Stored items from a collection:

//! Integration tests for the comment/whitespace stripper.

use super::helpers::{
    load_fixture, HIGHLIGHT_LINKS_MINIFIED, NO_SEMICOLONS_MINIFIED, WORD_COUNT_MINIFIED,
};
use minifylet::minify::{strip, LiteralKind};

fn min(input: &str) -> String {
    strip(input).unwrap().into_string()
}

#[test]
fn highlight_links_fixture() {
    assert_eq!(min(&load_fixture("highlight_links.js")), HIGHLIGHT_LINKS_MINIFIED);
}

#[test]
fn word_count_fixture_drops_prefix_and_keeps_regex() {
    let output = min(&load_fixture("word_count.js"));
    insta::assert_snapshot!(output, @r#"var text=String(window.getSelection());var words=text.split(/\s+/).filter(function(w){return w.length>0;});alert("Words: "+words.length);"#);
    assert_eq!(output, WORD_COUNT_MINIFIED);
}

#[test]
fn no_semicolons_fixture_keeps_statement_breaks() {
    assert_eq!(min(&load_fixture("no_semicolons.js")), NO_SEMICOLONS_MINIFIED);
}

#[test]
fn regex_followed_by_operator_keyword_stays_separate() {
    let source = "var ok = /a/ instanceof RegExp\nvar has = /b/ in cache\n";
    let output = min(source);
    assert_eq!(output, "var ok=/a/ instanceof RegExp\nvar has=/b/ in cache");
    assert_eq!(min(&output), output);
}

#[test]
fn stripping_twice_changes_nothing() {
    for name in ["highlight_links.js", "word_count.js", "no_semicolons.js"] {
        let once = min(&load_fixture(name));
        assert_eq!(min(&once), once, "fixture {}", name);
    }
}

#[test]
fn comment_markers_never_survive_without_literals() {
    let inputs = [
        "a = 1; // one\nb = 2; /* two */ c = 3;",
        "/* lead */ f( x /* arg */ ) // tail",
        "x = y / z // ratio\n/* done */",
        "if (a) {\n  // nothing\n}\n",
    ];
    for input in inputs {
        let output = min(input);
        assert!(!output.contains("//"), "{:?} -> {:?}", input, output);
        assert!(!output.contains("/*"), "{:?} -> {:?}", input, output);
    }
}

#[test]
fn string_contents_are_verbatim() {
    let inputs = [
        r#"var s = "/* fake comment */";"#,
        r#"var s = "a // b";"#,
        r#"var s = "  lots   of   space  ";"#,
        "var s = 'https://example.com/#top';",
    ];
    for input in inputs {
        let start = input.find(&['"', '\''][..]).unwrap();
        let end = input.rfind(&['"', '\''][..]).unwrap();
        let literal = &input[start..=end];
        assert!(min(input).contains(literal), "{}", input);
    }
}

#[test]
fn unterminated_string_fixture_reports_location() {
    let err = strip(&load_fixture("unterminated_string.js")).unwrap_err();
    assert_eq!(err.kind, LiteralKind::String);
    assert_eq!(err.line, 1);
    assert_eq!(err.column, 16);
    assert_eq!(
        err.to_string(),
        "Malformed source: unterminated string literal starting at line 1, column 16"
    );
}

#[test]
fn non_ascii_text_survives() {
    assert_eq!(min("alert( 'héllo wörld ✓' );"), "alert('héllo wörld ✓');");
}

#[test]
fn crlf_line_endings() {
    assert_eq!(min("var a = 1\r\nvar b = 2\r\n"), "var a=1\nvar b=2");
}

[Exercise prompt] Go through the entries above and copy out every line that includes the word "instanceof".

[Answer section]
    let source = "var ok = /a/ instanceof RegExp\nvar has = /b/ in cache\n";
    assert_eq!(output, "var ok=/a/ instanceof RegExp\nvar has=/b/ in cache");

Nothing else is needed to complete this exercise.